> TASK REQUIREMENTS: In the listing below, a line holding "without a browser." and a line holding "Opaque handle for" mark the range. Retype both exactly, with all lines between them.
───── RECORDS PROVIDED ─────
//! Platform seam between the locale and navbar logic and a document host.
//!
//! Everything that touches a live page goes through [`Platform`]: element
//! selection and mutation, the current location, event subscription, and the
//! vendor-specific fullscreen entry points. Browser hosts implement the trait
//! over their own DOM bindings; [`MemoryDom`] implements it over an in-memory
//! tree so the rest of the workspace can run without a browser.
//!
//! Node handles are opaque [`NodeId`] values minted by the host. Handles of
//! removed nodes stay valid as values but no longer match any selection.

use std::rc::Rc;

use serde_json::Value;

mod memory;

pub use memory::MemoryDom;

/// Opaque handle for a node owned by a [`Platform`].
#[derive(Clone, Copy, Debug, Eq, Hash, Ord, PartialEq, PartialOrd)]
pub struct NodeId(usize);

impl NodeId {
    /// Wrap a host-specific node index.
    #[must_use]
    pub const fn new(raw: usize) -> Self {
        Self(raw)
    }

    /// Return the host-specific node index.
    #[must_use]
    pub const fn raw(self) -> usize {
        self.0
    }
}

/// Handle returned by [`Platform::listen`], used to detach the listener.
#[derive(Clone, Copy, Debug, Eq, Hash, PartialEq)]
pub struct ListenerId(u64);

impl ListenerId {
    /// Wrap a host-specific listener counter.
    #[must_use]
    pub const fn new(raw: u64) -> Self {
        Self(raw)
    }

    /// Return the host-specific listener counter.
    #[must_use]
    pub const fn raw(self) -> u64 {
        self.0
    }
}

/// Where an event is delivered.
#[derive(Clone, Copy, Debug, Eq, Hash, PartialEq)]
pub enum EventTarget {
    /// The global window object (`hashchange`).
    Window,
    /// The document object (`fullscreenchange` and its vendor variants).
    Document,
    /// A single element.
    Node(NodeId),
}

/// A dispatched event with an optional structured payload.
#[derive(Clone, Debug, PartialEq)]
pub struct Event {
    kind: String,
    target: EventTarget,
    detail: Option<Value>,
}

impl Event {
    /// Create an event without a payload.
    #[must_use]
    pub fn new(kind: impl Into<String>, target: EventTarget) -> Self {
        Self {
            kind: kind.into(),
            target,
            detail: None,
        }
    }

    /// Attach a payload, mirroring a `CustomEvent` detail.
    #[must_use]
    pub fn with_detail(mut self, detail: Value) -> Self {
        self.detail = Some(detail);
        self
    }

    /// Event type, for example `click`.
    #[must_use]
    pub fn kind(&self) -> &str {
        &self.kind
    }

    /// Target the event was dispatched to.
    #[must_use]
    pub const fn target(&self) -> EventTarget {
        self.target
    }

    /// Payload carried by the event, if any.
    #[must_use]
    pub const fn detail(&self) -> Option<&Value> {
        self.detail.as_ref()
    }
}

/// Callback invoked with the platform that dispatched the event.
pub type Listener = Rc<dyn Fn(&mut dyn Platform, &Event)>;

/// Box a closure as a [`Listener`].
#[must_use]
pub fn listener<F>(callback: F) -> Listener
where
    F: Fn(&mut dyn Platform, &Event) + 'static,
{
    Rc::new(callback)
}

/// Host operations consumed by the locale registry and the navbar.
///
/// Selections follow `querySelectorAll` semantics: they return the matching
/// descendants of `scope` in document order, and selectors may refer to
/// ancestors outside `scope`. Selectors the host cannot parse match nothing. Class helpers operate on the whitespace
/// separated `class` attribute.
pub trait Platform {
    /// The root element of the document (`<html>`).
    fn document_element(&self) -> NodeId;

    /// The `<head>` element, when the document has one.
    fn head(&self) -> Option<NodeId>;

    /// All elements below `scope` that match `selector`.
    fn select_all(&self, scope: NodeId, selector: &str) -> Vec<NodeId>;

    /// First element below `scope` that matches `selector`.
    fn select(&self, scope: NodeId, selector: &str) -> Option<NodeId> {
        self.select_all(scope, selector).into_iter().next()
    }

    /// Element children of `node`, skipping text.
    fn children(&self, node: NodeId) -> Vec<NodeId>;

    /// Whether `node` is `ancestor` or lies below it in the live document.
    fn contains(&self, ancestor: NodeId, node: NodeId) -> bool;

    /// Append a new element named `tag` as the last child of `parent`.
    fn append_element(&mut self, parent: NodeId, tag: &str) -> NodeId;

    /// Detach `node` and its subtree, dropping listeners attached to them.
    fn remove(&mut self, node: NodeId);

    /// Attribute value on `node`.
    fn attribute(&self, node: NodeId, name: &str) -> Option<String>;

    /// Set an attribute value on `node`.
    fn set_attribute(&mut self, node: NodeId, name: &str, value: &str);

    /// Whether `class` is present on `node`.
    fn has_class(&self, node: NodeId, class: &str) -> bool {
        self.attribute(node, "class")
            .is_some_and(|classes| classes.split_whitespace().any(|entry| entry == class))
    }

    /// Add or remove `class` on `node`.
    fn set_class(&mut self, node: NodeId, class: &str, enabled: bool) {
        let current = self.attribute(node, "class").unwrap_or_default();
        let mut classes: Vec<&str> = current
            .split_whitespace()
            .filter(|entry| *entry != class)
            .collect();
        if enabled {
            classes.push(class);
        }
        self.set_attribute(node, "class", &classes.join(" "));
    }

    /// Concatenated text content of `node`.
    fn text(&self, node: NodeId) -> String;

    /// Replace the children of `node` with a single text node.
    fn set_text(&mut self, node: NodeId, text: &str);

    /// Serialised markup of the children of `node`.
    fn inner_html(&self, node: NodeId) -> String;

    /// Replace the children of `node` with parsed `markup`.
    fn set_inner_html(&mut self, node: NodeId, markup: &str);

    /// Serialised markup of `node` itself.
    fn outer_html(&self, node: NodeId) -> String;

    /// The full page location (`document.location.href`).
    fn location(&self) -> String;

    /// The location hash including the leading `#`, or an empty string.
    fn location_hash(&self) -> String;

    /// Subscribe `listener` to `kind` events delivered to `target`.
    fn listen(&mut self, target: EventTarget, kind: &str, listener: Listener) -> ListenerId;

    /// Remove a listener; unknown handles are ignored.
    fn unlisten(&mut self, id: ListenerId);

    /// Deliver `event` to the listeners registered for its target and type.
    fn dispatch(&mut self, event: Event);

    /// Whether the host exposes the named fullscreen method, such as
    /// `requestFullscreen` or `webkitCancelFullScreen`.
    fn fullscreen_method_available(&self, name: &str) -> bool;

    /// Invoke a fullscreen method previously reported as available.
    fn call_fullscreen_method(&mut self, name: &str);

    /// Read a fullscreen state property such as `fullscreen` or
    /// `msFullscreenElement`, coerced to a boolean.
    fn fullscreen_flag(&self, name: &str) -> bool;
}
─────
> TASK RESPONSE:
//! tree so the rest of the workspace can run without a browser.
//!
//! Node handles are opaque [`NodeId`] values minted by the host. Handles of
//! removed nodes stay valid as values but no longer match any selection.

use std::rc::Rc;

use serde_json::Value;

mod memory;

pub use memory::MemoryDom;

/// Opaque handle for a node owned by a [`Platform`].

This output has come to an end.